Quatrième de couverture :

Quand, à trente-cinq ans, le docteur Mahé perd sa mère qui a toujours tout choisi pour lui, il décide de changer de vie, de vivre sans effort, et de retrouver à Porquerolles une adolescente maigre dont l’image hante ses nuits. Cet homme frustré d’autorité a une idée fixe : se faire aimer d’une petite pauvresse qui lui devrait tout…

Je suis tombée par hasard sur ce court roman de Simenon à l’Office du Tourisme de Porquerolles lors de notre dernier séjour sur l’île. Depuis, je me suis demandé si, avant de le vendre, quelqu’un à l’Office du Tourisme l’avait vraiment lu car il ne vante guère la beauté de l’île. Tout au long des passages se déroulant à Porquerolles, il est surtout  question de la chaleur pesante et du soleil de plomb qui accablent Porquerolles en plein été, ce qui n’est pas forcément un argument pour attirer les touristes.

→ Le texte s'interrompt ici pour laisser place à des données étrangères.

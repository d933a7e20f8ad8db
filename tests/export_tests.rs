use gridchart_rs::extensions::{ExportFormat, ExportOptions, export_selected_data};
use gridchart_rs::interaction::{SelectedPoint, SelectedSeriesPoints};

fn series(name: &str, count: usize) -> SelectedSeriesPoints {
    SelectedSeriesPoints {
        name: name.to_owned(),
        points: (0..count)
            .map(|i| SelectedPoint {
                x: i as f64,
                y: i as f64 * 0.5,
            })
            .collect(),
    }
}

#[test]
fn csv_rows_run_to_longest_series() {
    let selection = vec![series("Temp", 50), series("Pressure", 30)];
    let csv = export_selected_data(&selection, &ExportOptions::default()).expect("csv");
    let lines: Vec<&str> = csv.lines().collect();

    assert_eq!(lines.len(), 51);
    assert_eq!(lines[0], "Temp x,Temp y,Pressure x,Pressure y");
    assert_eq!(lines[1], "0,0,0,0");
    assert_eq!(lines[3], "2,1,2,1");
    assert_eq!(lines[30], "29,14.5,29,14.5");
    assert_eq!(lines[31], "30,15,,");
    assert_eq!(lines[50], "49,24.5,,");
}

#[test]
fn headers_can_be_omitted() {
    let options = ExportOptions {
        include_headers: false,
        ..ExportOptions::default()
    };
    let csv = export_selected_data(&[series("Temp", 3)], &options).expect("csv");
    assert_eq!(csv, "0,0\n1,0.5\n2,1\n");
}

#[test]
fn series_names_override_by_position() {
    let options = ExportOptions {
        series_names: Some(vec!["Inlet, north".to_owned()]),
        ..ExportOptions::default()
    };
    let csv = export_selected_data(&[series("Temp", 1), series("Pressure", 1)], &options)
        .expect("csv");
    let header = csv.lines().next().expect("header");
    assert_eq!(header, "\"Inlet, north x\",\"Inlet, north y\",Pressure x,Pressure y");
}

#[test]
fn empty_selection_exports_header_only() {
    let csv = export_selected_data(&[series("Temp", 0)], &ExportOptions::default()).expect("csv");
    assert_eq!(csv, "Temp x,Temp y\n");
}

#[test]
fn json_export_lists_series_with_points() {
    let options = ExportOptions {
        format: ExportFormat::Json,
        ..ExportOptions::default()
    };
    let json = export_selected_data(&[series("Temp", 2), series("Pressure", 1)], &options)
        .expect("json");
    let parsed: serde_json::Value = serde_json::from_str(&json).expect("valid json");

    let entries = parsed.as_array().expect("array");
    assert_eq!(entries.len(), 2);
    assert_eq!(entries[0]["name"], "Temp");
    assert_eq!(entries[0]["points"][1]["x"], 1.0);
    assert_eq!(entries[0]["points"][1]["y"], 0.5);
    assert_eq!(entries[1]["points"].as_array().map(Vec::len), Some(1));
}

#[test]
fn export_options_deserialize_lowercase_format() {
    let options: ExportOptions = serde_json::from_str(
        r#"{"format":"json","include_headers":false,"series_names":null}"#,
    )
    .expect("options");
    assert_eq!(options.format, ExportFormat::Json);
    assert!(!options.include_headers);
}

 J’ai admiré la prouesse de Simenon, qui, en seulement 160 pages, décrit formidablement bien le milieu bourgeois, bien-pensant, étriqué, étouffant dans lequel gravitent ce médecin et sa famille. On ressort de ce roman le souffle un peu court et avec une sensation de malaise, comme si on s’était glissé dans la peau de ce personnage, qui étouffe dans son costume trois-pièces. Etonnante expérience.  Si vous n’aimez pas les lectures qui mettent mal à l’aise, je vous déconseille celle-ci ! Sinon, plongez, c’est du pur Simenon et c’est un auteur qu’on ne lit sans doute pas assez en dehors des Maigret et dont oublie qu’il est un des génies de la littérature du XXème siècle.